■ **TASK PROMPT**
Please list all lines of the material below in which the string "notify" occurs.
_____
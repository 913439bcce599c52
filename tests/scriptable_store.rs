//! Scripted and synchronous store behaviors through the view model API.

use std::sync::Arc;

use statecraft::{
    MockBehavior, MockBehaviorStack, State, StoreConfig, ViewModel,
};

#[derive(Clone, PartialEq, Debug, Default)]
struct ScreenState {
    step: u32,
    message: String,
}

impl State for ScreenState {}

fn scripted(message: &str, step: u32) -> ScreenState {
    ScreenState {
        step,
        message: message.to_string(),
    }
}

#[tokio::test]
async fn scriptable_store_ignores_reducers() {
    let config = Arc::new(StoreConfig::mocked(MockBehavior::scriptable()));
    let vm = ViewModel::with_config(config, ScreenState::default(), None);

    vm.set_state(|s| ScreenState {
        step: s.step + 1,
        ..s
    });
    assert_eq!(vm.await_state().await.unwrap().step, 0);
}

#[tokio::test]
async fn force_next_drives_the_scripted_state() {
    let config = Arc::new(StoreConfig::mocked(MockBehavior::scriptable()));
    let vm = ViewModel::with_config(config, ScreenState::default(), None);
    let mut stream = vm.stream();

    vm.force_next(scripted("loading", 1));
    vm.force_next(scripted("done", 2));

    assert_eq!(vm.state(), scripted("done", 2));
    assert_eq!(stream.next().await.unwrap(), ScreenState::default());
    assert_eq!(stream.next().await.unwrap(), scripted("loading", 1));
    assert_eq!(stream.next().await.unwrap(), scripted("done", 2));
}

#[tokio::test]
#[should_panic(expected = "force_next requires scriptable")]
async fn force_next_under_normal_behavior_panics() {
    let config = Arc::new(StoreConfig::mocked(MockBehavior::default()));
    let vm = ViewModel::with_config(config, ScreenState::default(), None);
    vm.force_next(scripted("nope", 1));
}

#[tokio::test]
async fn synchronous_behavior_applies_before_returning() {
    let config = Arc::new(StoreConfig::mocked(MockBehavior::synchronous()));
    let vm = ViewModel::with_config(config, ScreenState::default(), None);

    vm.set_state(|s| ScreenState {
        step: s.step + 1,
        ..s
    });
    // No flush needed: the commit completed inside set_state.
    assert_eq!(vm.state().step, 1);
}

#[tokio::test]
async fn pushed_behavior_redirects_a_live_view_model() {
    let stack = MockBehaviorStack::new();
    let config = Arc::new(StoreConfig::new(
        true,
        Arc::clone(&stack),
        Some(MockBehavior::default()),
    ));
    let vm = ViewModel::with_config(config, ScreenState::default(), None);

    {
        let _guard = stack.push(MockBehavior::synchronous());
        vm.set_state(|s| ScreenState {
            step: s.step + 5,
            ..s
        });
        assert_eq!(vm.state().step, 5);
    }

    // Back to the serialized store; the synchronous commit carried over.
    vm.set_state(|s| ScreenState {
        step: s.step + 1,
        ..s
    });
    assert_eq!(vm.await_state().await.unwrap().step, 6);
}

#[tokio::test]
async fn scripted_state_carries_into_normal_behavior() {
    let stack = MockBehaviorStack::new();
    let config = Arc::new(StoreConfig::new(
        true,
        Arc::clone(&stack),
        Some(MockBehavior::default()),
    ));
    let vm = ViewModel::with_config(config, ScreenState::default(), None);

    {
        let _guard = stack.push(MockBehavior::scriptable());
        vm.force_next(scripted("pinned", 9));
        assert_eq!(vm.state().step, 9);
    }

    assert_eq!(vm.await_state().await.unwrap(), scripted("pinned", 9));
}
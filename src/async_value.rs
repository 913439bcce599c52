//! Tri-state projection of one asynchronous operation.
//!
//! [`Async`] represents the lifecycle of a single async result as a value
//! that can live inside a state struct: `Uninitialized` before anything ran,
//! `Loading` while in flight, then exactly one of `Success` or `Fail`.
//! `Loading` and `Fail` can retain the previous success payload so a refresh
//! keeps showing old data while a new load is in flight.

use std::any::Any;
use std::fmt;
use std::sync::Arc;

/// Optional tooling data attached to a `Success` value (timings, provenance).
/// Never participates in equality.
pub type Metadata = Arc<dyn Any + Send + Sync>;

/// Error payload for [`Async::Fail`].
///
/// Wraps `anyhow::Error` behind an `Arc` so the containing state stays
/// `Clone`. Equality compares the rendered message chain, which is what a
/// consumer can observe anyway.
#[derive(Clone)]
pub struct OperationError(Arc<anyhow::Error>);

impl OperationError {
    pub fn new(error: impl Into<anyhow::Error>) -> Self {
        Self(Arc::new(error.into()))
    }

    pub fn msg(message: impl fmt::Display + fmt::Debug + Send + Sync + 'static) -> Self {
        Self(Arc::new(anyhow::anyhow!(message)))
    }

    pub fn inner(&self) -> &anyhow::Error {
        &self.0
    }

    fn chain(&self) -> String {
        format!("{:#}", self.0)
    }
}

impl fmt::Display for OperationError {
    fn fmt(&self, f: &mut fmt::Formatter<'_>) -> fmt::Result {
        fmt::Display::fmt(&self.0, f)
    }
}

impl fmt::Debug for OperationError {
    fn fmt(&self, f: &mut fmt::Formatter<'_>) -> fmt::Result {
        fmt::Debug::fmt(&self.0, f)
    }
}

impl PartialEq for OperationError {
    fn eq(&self, other: &Self) -> bool {
        Arc::ptr_eq(&self.0, &other.0) || self.chain() == other.chain()
    }
}

impl From<anyhow::Error> for OperationError {
    fn from(error: anyhow::Error) -> Self {
        Self(Arc::new(error))
    }
}

/// The lifecycle of one asynchronous result.
///
/// For a single adapter invocation the store commits exactly one `Loading`
/// followed by at most one terminal variant, unless execution is suppressed
/// by mock behavior.
#[derive(Clone, Default)]
pub enum Async<T> {
    #[default]
    Uninitialized,
    Loading {
        /// Previous success payload retained across a refresh.
        value: Option<T>,
    },
    Success {
        value: T,
        /// Tooling-only; excluded from equality.
        metadata: Option<Metadata>,
    },
    Fail {
        error: OperationError,
        /// Previous success payload retained across the failure.
        value: Option<T>,
    },
}

impl<T> Async<T> {
    pub fn loading(value: Option<T>) -> Self {
        Async::Loading { value }
    }

    pub fn success(value: T) -> Self {
        Async::Success {
            value,
            metadata: None,
        }
    }

    pub fn fail(error: impl Into<OperationError>, value: Option<T>) -> Self {
        Async::Fail {
            error: error.into(),
            value,
        }
    }

    /// The success value, or the retained value of a `Loading`/`Fail`.
    pub fn value(&self) -> Option<&T> {
        match self {
            Async::Uninitialized => None,
            Async::Loading { value } => value.as_ref(),
            Async::Success { value, .. } => Some(value),
            Async::Fail { value, .. } => value.as_ref(),
        }
    }

    /// The success value only; retained values are not reported.
    pub fn success_value(&self) -> Option<&T> {
        match self {
            Async::Success { value, .. } => Some(value),
            _ => None,
        }
    }

    pub fn error(&self) -> Option<&OperationError> {
        match self {
            Async::Fail { error, .. } => Some(error),
            _ => None,
        }
    }

    /// Terminal: `Success` or `Fail`.
    pub fn is_complete(&self) -> bool {
        matches!(self, Async::Success { .. } | Async::Fail { .. })
    }

    /// Worth (re)loading: `Uninitialized` or `Fail`.
    pub fn should_load(&self) -> bool {
        matches!(self, Async::Uninitialized | Async::Fail { .. })
    }

    /// Attach tooling metadata. Only `Success` carries it; other variants
    /// are returned unchanged.
    pub fn with_metadata(self, metadata: Metadata) -> Self {
        match self {
            Async::Success { value, .. } => Async::Success {
                value,
                metadata: Some(metadata),
            },
            other => other,
        }
    }

    /// Downcast the attached metadata, if any.
    pub fn metadata<M: 'static>(&self) -> Option<&M> {
        match self {
            Async::Success {
                metadata: Some(metadata),
                ..
            } => metadata.downcast_ref::<M>(),
            _ => None,
        }
    }

    /// Map the payload type, including retained values.
    pub fn map<V>(self, f: impl FnOnce(T) -> V) -> Async<V> {
        match self {
            Async::Uninitialized => Async::Uninitialized,
            Async::Loading { value } => Async::Loading {
                value: value.map(f),
            },
            Async::Success { value, metadata } => Async::Success {
                value: f(value),
                metadata,
            },
            Async::Fail { error, value } => Async::Fail {
                error,
                value: value.map(f),
            },
        }
    }
}

impl<T: PartialEq> PartialEq for Async<T> {
    fn eq(&self, other: &Self) -> bool {
        match (self, other) {
            (Async::Uninitialized, Async::Uninitialized) => true,
            (Async::Loading { value: a }, Async::Loading { value: b }) => a == b,
            // Metadata is tooling-only and deliberately ignored.
            (Async::Success { value: a, .. }, Async::Success { value: b, .. }) => a == b,
            (
                Async::Fail {
                    error: ea,
                    value: va,
                },
                Async::Fail {
                    error: eb,
                    value: vb,
                },
            ) => ea == eb && va == vb,
            _ => false,
        }
    }
}

impl<T: fmt::Debug> fmt::Debug for Async<T> {
    fn fmt(&self, f: &mut fmt::Formatter<'_>) -> fmt::Result {
        match self {
            Async::Uninitialized => f.write_str("Uninitialized"),
            Async::Loading { value } => f.debug_struct("Loading").field("value", value).finish(),
            Async::Success { value, metadata } => f
                .debug_struct("Success")
                .field("value", value)
                .field("has_metadata", &metadata.is_some())
                .finish(),
            Async::Fail { error, value } => f
                .debug_struct("Fail")
                .field("error", error)
                .field("value", value)
                .finish(),
        }
    }
}

#[cfg(test)]
mod tests {
    use super::*;

    #[test]
    fn success_equality_ignores_metadata() {
        let plain = Async::success(7);
        let tagged = Async::success(7).with_metadata(Arc::new("timing"));
        assert_eq!(plain, tagged);
        assert_eq!(tagged.metadata::<&str>(), Some(&"timing"));
    }

    #[test]
    fn fail_equality_compares_message_chain() {
        let a: Async<i32> = Async::fail(OperationError::msg("boom"), None);
        let b: Async<i32> = Async::fail(OperationError::msg("boom"), None);
        let c: Async<i32> = Async::fail(OperationError::msg("other"), None);
        assert_eq!(a, b);
        assert_ne!(a, c);
    }

    #[test]
    fn value_reports_retained_payloads() {
        let loading = Async::loading(Some(3));
        assert_eq!(loading.value(), Some(&3));
        assert_eq!(loading.success_value(), None);

        let failed = Async::fail(OperationError::msg("boom"), Some(3));
        assert_eq!(failed.value(), Some(&3));
        assert!(failed.should_load());
        assert!(failed.is_complete());
    }

    #[test]
    fn uninitialized_should_load() {
        let uninit: Async<i32> = Async::Uninitialized;
        assert!(uninit.should_load());
        assert!(!uninit.is_complete());
        assert_eq!(uninit.value(), None);
    }

    #[test]
    fn map_carries_retained_values() {
        let loading = Async::loading(Some(2)).map(|v| v * 10);
        assert_eq!(loading.value(), Some(&20));

        let failed = Async::fail(OperationError::msg("boom"), Some(2)).map(|v| v * 10);
        assert_eq!(failed.value(), Some(&20));
        assert_eq!(failed.error().unwrap().to_string(), "boom");
    }
}
//! 数据源与结果文件
//!
//! 原始测量数据读取、分析结果读写、拟合设置与文件变化监视。

pub mod analysis_csv;
pub mod raw_csv;
pub mod settings;
pub mod watcher;

pub use analysis_csv::{
    AnalysisCsvWriter, AnalysisRecord, FitResultsWriter, read_analysis_csv, read_fit_results,
};
pub use raw_csv::{RawDataReader, parse_timestamp};
pub use settings::{FitSettings, PeakSettings};
pub use watcher::{DataFileWatcher, watch_data_file};
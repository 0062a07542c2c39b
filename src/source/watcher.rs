//! 数据文件变化监视
//!
//! 监视数据文件所在目录，目标文件被修改或创建时投递一次读取请求。
//! 请求通道容量为1，事件风暴会被合并成至多一个待处理请求。

use log::{debug, warn};
use notify::{Config, Event, EventKind, RecommendedWatcher, RecursiveMode, Watcher};
use std::ffi::OsString;
use std::path::{Path, PathBuf};
use std::time::Duration;

use crate::error::{OdmError, OdmResult};
use crate::processing::pipeline::WatchTrigger;
use crate::tools::constants::pipeline_limits::WATCH_POLL_INTERVAL_MS;

/// 文件变化监视器；丢弃即停止监视
pub struct DataFileWatcher {
    // 持有即保持监视
    _watcher: RecommendedWatcher,
    path: PathBuf,
}

impl std::fmt::Debug for DataFileWatcher {
    fn fmt(&self, f: &mut std::fmt::Formatter<'_>) -> std::fmt::Result {
        f.debug_struct("DataFileWatcher")
            .field("path", &self.path)
            .finish()
    }
}

impl DataFileWatcher {
    pub fn path(&self) -> &Path {
        &self.path
    }
}

fn is_relevant(event: &Event, file_name: &OsString) -> bool {
    matches!(event.kind, EventKind::Modify(_) | EventKind::Create(_))
        && event
            .paths
            .iter()
            .any(|p| p.file_name() == Some(file_name.as_os_str()))
}

/// 开始监视 `path`，每次变化调用 `trigger.trigger()`
pub fn watch_data_file(path: &Path, trigger: WatchTrigger) -> OdmResult<DataFileWatcher> {
    let file_name = path
        .file_name()
        .map(OsString::from)
        .ok_or_else(|| OdmError::InvalidInput(format!("不是文件路径: {}", path.display())))?;
    let directory = match path.parent() {
        Some(dir) if !dir.as_os_str().is_empty() => dir.to_path_buf(),
        _ => PathBuf::from("."),
    };

    let config =
        Config::default().with_poll_interval(Duration::from_millis(WATCH_POLL_INTERVAL_MS));
    let mut watcher = RecommendedWatcher::new(
        move |result: notify::Result<Event>| match result {
            Ok(event) if is_relevant(&event, &file_name) => {
                let queued = trigger.trigger();
                debug!("文件变化 {:?}: 请求{}", event.kind, if queued { "入队" } else { "合并" });
            }
            Ok(_) => {}
            Err(e) => warn!("文件监视错误 / Watch error: {e}"),
        },
        config,
    )?;
    watcher.watch(&directory, RecursiveMode::NonRecursive)?;

    Ok(DataFileWatcher {
        _watcher: watcher,
        path: path.to_path_buf(),
    })
}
_____
■ **SOLUTION TO THIS PROBLEM**
use notify::{Config, Event, EventKind, RecommendedWatcher, RecursiveMode, Watcher};
        move |result: notify::Result<Event>| match result {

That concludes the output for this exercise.